Influence of Intra-Operative Regional Cerebral Blood Flow and the Carbon Dioxide Partial Pressure Difference between Arterial and End-Tidal on the Neurologic Outcome.
- Author:
Do Sung YOO
1
;
Dal Soo KIM
;
Pil Woo HUH
;
Kyoung Suck CHO
;
Jae Gun KIM
;
Chun Kun PARK
;
Joon Ki KANG
Author Information
1. Department of Neurosurgery, Uijongbu St. Mary's Hospital, The Catholic University of Korea, College of Medicine, Seoul, Korea.

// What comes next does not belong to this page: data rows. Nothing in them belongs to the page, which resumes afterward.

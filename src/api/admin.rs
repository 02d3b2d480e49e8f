use axum::{
    Json, Router,
    extract::{Path, Query, State},
    http::StatusCode,
    routing::{get, post, put},
};
use serde::Deserialize;
use utoipa::ToSchema;

use crate::auth::{self, Principal, Role, UserInfo};
use crate::curriculum::{self, Chapter, NewChapter, Program, Quiz, QuizQuestion};
use crate::enrollment;
use crate::error::{Error, Result};
use crate::policy::{self, Op};
use crate::progress::{self, TranscriptEntry};
use crate::server::AppState;

#[derive(Deserialize, ToSchema)]
pub struct ProgramRequest {
    pub name: String,
    pub license_type: String,
    #[serde(default)]
    pub total_chapters: i64,
}

#[utoipa::path(
    context_path = "/api/admin",
    path = "/programs",
    method(post),
    request_body = ProgramRequest,
    responses((status = 201, body = i64), (status = 403))
)]
pub async fn create_program(
    State(state): State<AppState>,
    principal: Principal,
    Json(req): Json<ProgramRequest>,
) -> Result<(StatusCode, Json<i64>)> {
    policy::authorize(&principal, Op::ManagePrograms)?;
    let id = curriculum::create_program(
        &state.db,
        principal.school_id,
        req.name,
        req.license_type,
        req.total_chapters,
    )
    .await?;
    Ok((StatusCode::CREATED, Json(id)))
}

#[utoipa::path(
    context_path = "/api/admin",
    path = "/programs",
    method(get),
    responses((status = 200, body = Vec<Program>))
)]
pub async fn list_programs(
    State(state): State<AppState>,
    principal: Principal,
) -> Result<Json<Vec<Program>>> {
    policy::authorize(&principal, Op::ManagePrograms)?;
    let programs = curriculum::list_programs(&state.db, principal.school_id).await?;
    Ok(Json(programs))
}

#[utoipa::path(
    context_path = "/api/admin",
    path = "/programs/{id}",
    method(put),
    request_body = ProgramRequest,
    responses((status = 200), (status = 404))
)]
pub async fn update_program(
    State(state): State<AppState>,
    principal: Principal,
    Path(id): Path<i64>,
    Json(req): Json<ProgramRequest>,
) -> Result<()> {
    policy::authorize(&principal, Op::ManagePrograms)?;
    policy::ensure_program_in_school(&state.db, &principal, id).await?;
    curriculum::update_program(&state.db, id, req.name, req.license_type, req.total_chapters)
        .await
}

#[utoipa::path(
    context_path = "/api/admin",
    path = "/programs/{id}/chapters",
    method(post),
    request_body = NewChapter,
    responses((status = 201, body = i64), (status = 409, description = "Duplicate chapter number"))
)]
pub async fn create_chapter(
    State(state): State<AppState>,
    principal: Principal,
    Path(id): Path<i64>,
    Json(req): Json<NewChapter>,
) -> Result<(StatusCode, Json<i64>)> {
    policy::authorize(&principal, Op::ManageChapters)?;
    policy::ensure_program_in_school(&state.db, &principal, id).await?;
    let chapter_id = curriculum::create_chapter(&state.db, id, req).await?;
    Ok((StatusCode::CREATED, Json(chapter_id)))
}

#[utoipa::path(
    context_path = "/api/admin",
    path = "/programs/{id}/chapters",
    method(get),
    responses((status = 200, body = Vec<Chapter>))
)]
pub async fn list_chapters(
    State(state): State<AppState>,
    principal: Principal,
    Path(id): Path<i64>,
) -> Result<Json<Vec<Chapter>>> {
    policy::authorize(&principal, Op::ManageChapters)?;
    policy::ensure_program_in_school(&state.db, &principal, id).await?;
    let chapters = curriculum::list_chapters(&state.db, id).await?;
    Ok(Json(chapters))
}

#[derive(Deserialize, ToSchema)]
pub struct SaveQuizRequest {
    pub title: String,
    pub questions: Vec<QuizQuestion>,
    pub passing_score: i64,
}

#[utoipa::path(
    context_path = "/api/admin",
    path = "/chapters/{id}/quiz",
    method(put),
    request_body = SaveQuizRequest,
    responses((status = 200, body = i64), (status = 400))
)]
pub async fn save_quiz(
    State(state): State<AppState>,
    principal: Principal,
    Path(id): Path<i64>,
    Json(req): Json<SaveQuizRequest>,
) -> Result<Json<i64>> {
    policy::authorize(&principal, Op::ManageQuizzes)?;
    policy::ensure_chapter_in_school(&state.db, &principal, id).await?;
    let quiz_id =
        curriculum::upsert_quiz(&state.db, id, req.title, req.questions, req.passing_score)
            .await?;
    Ok(Json(quiz_id))
}

#[utoipa::path(
    context_path = "/api/admin",
    path = "/chapters/{id}/quiz",
    method(get),
    responses((status = 200, body = Quiz), (status = 404))
)]
pub async fn get_quiz(
    State(state): State<AppState>,
    principal: Principal,
    Path(id): Path<i64>,
) -> Result<Json<Quiz>> {
    policy::authorize(&principal, Op::ManageQuizzes)?;
    policy::ensure_chapter_in_school(&state.db, &principal, id).await?;
    let quiz = curriculum::get_quiz(&state.db, id)
        .await?
        .ok_or(Error::NotFound("quiz"))?;
    Ok(Json(quiz))
}

#[derive(Deserialize, ToSchema)]
pub struct GenerateQuizRequest {
    pub question_count: usize,
}

/// Draft questions with the assistant. The draft is returned for review, not
/// saved; the admin submits it through the regular quiz upsert.
#[utoipa::path(
    context_path = "/api/admin",
    path = "/chapters/{id}/quiz/generate",
    method(post),
    request_body = GenerateQuizRequest,
    responses((status = 200, body = Vec<QuizQuestion>), (status = 503))
)]
pub async fn generate_quiz(
    State(state): State<AppState>,
    principal: Principal,
    Path(id): Path<i64>,
    Json(req): Json<GenerateQuizRequest>,
) -> Result<Json<Vec<QuizQuestion>>> {
    policy::authorize(&principal, Op::ManageQuizzes)?;
    policy::ensure_chapter_in_school(&state.db, &principal, id).await?;
    if !(1..=50).contains(&req.question_count) {
        return Err(Error::validation("question_count must be between 1 and 50"));
    }
    let assistant = state.assistant.clone().ok_or(Error::UpstreamUnavailable)?;
    let chapter = curriculum::get_chapter(&state.db, id).await?;
    let questions = assistant
        .generate_quiz(&chapter.title, req.question_count)
        .await?;
    Ok(Json(questions))
}

#[derive(Deserialize, ToSchema)]
pub struct CreateUserRequest {
    pub role: Role,
    pub name: String,
    pub email: String,
    pub password: String,
    pub instructor_id: Option<i64>,
}

#[utoipa::path(
    context_path = "/api/admin",
    path = "/users",
    method(post),
    request_body = CreateUserRequest,
    responses((status = 201, body = i64), (status = 409, description = "Email already registered"))
)]
pub async fn create_user(
    State(state): State<AppState>,
    principal: Principal,
    Json(req): Json<CreateUserRequest>,
) -> Result<(StatusCode, Json<i64>)> {
    policy::authorize(&principal, Op::ManageUsers)?;
    if let Some(instructor_id) = req.instructor_id {
        let instructor = auth::get_user(&state.db, instructor_id).await?;
        if instructor.school_id != principal.school_id || instructor.role != Role::Instructor {
            return Err(Error::NotFound("instructor"));
        }
    }
    let id = auth::create_user(
        &state.db,
        principal.school_id,
        req.role,
        req.name,
        req.email,
        req.password,
        req.instructor_id,
    )
    .await?;
    Ok((StatusCode::CREATED, Json(id)))
}

#[derive(Deserialize)]
pub struct ListUsersQuery {
    pub role: Option<Role>,
}

#[utoipa::path(
    context_path = "/api/admin",
    path = "/users",
    method(get),
    responses((status = 200, body = Vec<UserInfo>))
)]
pub async fn list_users(
    State(state): State<AppState>,
    principal: Principal,
    Query(query): Query<ListUsersQuery>,
) -> Result<Json<Vec<UserInfo>>> {
    policy::authorize(&principal, Op::ManageUsers)?;
    let users = auth::list_users(&state.db, principal.school_id, query.role).await?;
    Ok(Json(users))
}

#[derive(Deserialize, ToSchema)]
pub struct AssignInstructorRequest {
    pub instructor_id: i64,
}

#[utoipa::path(
    context_path = "/api/admin",
    path = "/students/{id}/instructor",
    method(post),
    request_body = AssignInstructorRequest,
    responses((status = 200), (status = 404))
)]
pub async fn assign_instructor(
    State(state): State<AppState>,
    principal: Principal,
    Path(id): Path<i64>,
    Json(req): Json<AssignInstructorRequest>,
) -> Result<()> {
    policy::authorize(&principal, Op::ManageUsers)?;
    auth::assign_instructor(&state.db, principal.school_id, id, req.instructor_id).await
}

#[derive(Deserialize, ToSchema)]
pub struct EnrollRequest {
    pub student_id: i64,
    pub program_id: i64,
}

#[utoipa::path(
    context_path = "/api/admin",
    path = "/enrollments",
    method(post),
    request_body = EnrollRequest,
    responses((status = 201, body = i64), (status = 409, description = "Already actively enrolled"))
)]
pub async fn enroll(
    State(state): State<AppState>,
    principal: Principal,
    Json(req): Json<EnrollRequest>,
) -> Result<(StatusCode, Json<i64>)> {
    policy::authorize(&principal, Op::ManageEnrollments)?;
    policy::ensure_student_in_school(&state.db, &principal, req.student_id).await?;
    policy::ensure_program_in_school(&state.db, &principal, req.program_id).await?;
    let id = enrollment::enroll(&state.db, req.student_id, req.program_id).await?;
    Ok((StatusCode::CREATED, Json(id)))
}

#[utoipa::path(
    context_path = "/api/admin",
    path = "/enrollments/{id}/complete",
    method(post),
    responses((status = 200), (status = 409))
)]
pub async fn complete_enrollment(
    State(state): State<AppState>,
    principal: Principal,
    Path(id): Path<i64>,
) -> Result<()> {
    policy::authorize(&principal, Op::ManageEnrollments)?;
    let record = enrollment::get_enrollment(&state.db, id).await?;
    policy::ensure_student_in_school(&state.db, &principal, record.student_id).await?;
    enrollment::complete(&state.db, id).await
}

#[utoipa::path(
    context_path = "/api/admin",
    path = "/enrollments/{id}/withdraw",
    method(post),
    responses((status = 200), (status = 409))
)]
pub async fn withdraw_enrollment(
    State(state): State<AppState>,
    principal: Principal,
    Path(id): Path<i64>,
) -> Result<()> {
    policy::authorize(&principal, Op::ManageEnrollments)?;
    let record = enrollment::get_enrollment(&state.db, id).await?;
    policy::ensure_student_in_school(&state.db, &principal, record.student_id).await?;
    enrollment::withdraw(&state.db, id).await
}

#[derive(Deserialize)]
pub struct TranscriptQuery {
    pub program_id: Option<i64>,
}

#[utoipa::path(
    context_path = "/api/admin",
    path = "/students/{id}/transcript",
    method(get),
    responses((status = 200, body = Vec<TranscriptEntry>), (status = 404))
)]
pub async fn student_transcript(
    State(state): State<AppState>,
    principal: Principal,
    Path(id): Path<i64>,
    Query(query): Query<TranscriptQuery>,
) -> Result<Json<Vec<TranscriptEntry>>> {
    policy::authorize(&principal, Op::ViewStudentTranscript)?;
    policy::ensure_student_in_school(&state.db, &principal, id).await?;
    let program_id = match query.program_id {
        Some(program_id) => {
            policy::ensure_program_in_school(&state.db, &principal, program_id).await?;
            program_id
        }
        None => enrollment::active_enrollment(&state.db, id)
            .await?
            .ok_or(Error::NotFound("enrollment"))?
            .program_id,
    };
    let file = progress::get_file(&state.db, state.unlock_rule, id, program_id).await?;
    Ok(Json(file))
}

pub fn routes() -> Router<AppState> {
    Router::new()
        .route("/programs", post(create_program).get(list_programs))
        .route("/programs/{id}", put(update_program))
        .route(
            "/programs/{id}/chapters",
            post(create_chapter).get(list_chapters),
        )
        .route("/chapters/{id}/quiz", put(save_quiz).get(get_quiz))
        .route("/chapters/{id}/quiz/generate", post(generate_quiz))
        .route("/users", post(create_user).get(list_users))
        .route("/students/{id}/instructor", post(assign_instructor))
        .route("/students/{id}/transcript", get(student_transcript))
        .route("/enrollments", post(enroll))
        .route("/enrollments/{id}/complete", post(complete_enrollment))
        .route("/enrollments/{id}/withdraw", post(withdraw_enrollment))
}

- Publication Type:Original Article
- Keywords:
Craniotomy;
End tidal CO2;
Arterial CO2;
CO2 difference;
Regional cerebral blood flow
- MeSH:
Anesthesia, General;
Arterial Pressure;
Blood Pressure;
Body Temperature;
Brain;
Carbon Dioxide*;
Carbon*;
Craniotomy;
Female;
Glasgow Coma Scale;
Homeostasis;
Humans;
Hydrogen-Ion Concentration;
Hyperventilation;
Intracranial Pressure;
Male;
Partial Pressure*
- From:Journal of Korean Neurosurgical Society
2002;31(2):125-132
- CountryRepublic of Korea
- Language:Korean
-
Abstract:
OBJECTIVE: End-tidal partial pressure of carbon dioxide(PETCO2) is often used as an estimate of arterial partial pressure of carbon dioxide(PaCO2), with the understanding that PaCO2 usually exceeds PETCO2. During craniotomies, because hyperventilation is used to therapeutically lower intracranial pressure, the difference between arterial and end-tidal partial pressure of carbon dioxide(P(a-ET)CO2) has therapeutic implications. To determine how much information concerning neurosurgical operation and clinical outcome is provided by the PETCO2, PaCO2 and P(a-ET)CO2 during surgery, we evaluated 81 patients who had neurosurgical operation. METHODS: There were 51 males and 30 females with a mean age of 50.3 years(range 7-85 years). After the induction of general anesthesia, body temperature was maintained in a normothermia, endtidal CO2 was maintained 28-34mmHg and the systolic blood pressure was kept 90-120mmHg. ETCO2, PaCO2 and regional cortical blood flow(rCoBF) were checked at the time of dura closure. Neurologic outcome was evaluated at 8 hours after operation to rule out other factors which may influence on the patient's long-term outcome. Data were collected and compared by student's t-test or chi-square analysis. RESULTS: The PaCO2 was 34.6+/-5.2mmHg(range, 24.9-54.8), PETCO2 was 29.9+/-4.1mmHg(range, 20.0-45.0) and P(a-ET)CO2 was 4.7+/-3.5mmHg(range, -1.1-18.6). The correlation between the PaCO2 and PETCO2 was statistically significant(PETCO2=13.3-0.57xPaCO2). But there was no correlation of rCoBF with PaCO2 and ETCO2. P(a-ET)CO2 values less than 8mmHg were correlated well with good neurologic outcome compared with higher P(a-ET)CO2 patients. PaCO2, rCoBF, mean arterial blood pressure, arterial pH and initial Glasgow coma scale showed statistically significant correlation with neurologic outcome(p<0.05). CONCLUSION: Based on our study, P(a-ET)CO2 value could be used as a good prognostic factor during the neurosurgical operation and anesthesiologist should be tried to decrease this value. And in patients who has a intact brain autoregulation, rCoBF was not influenced by PaCO2 and ETCO2, entirely.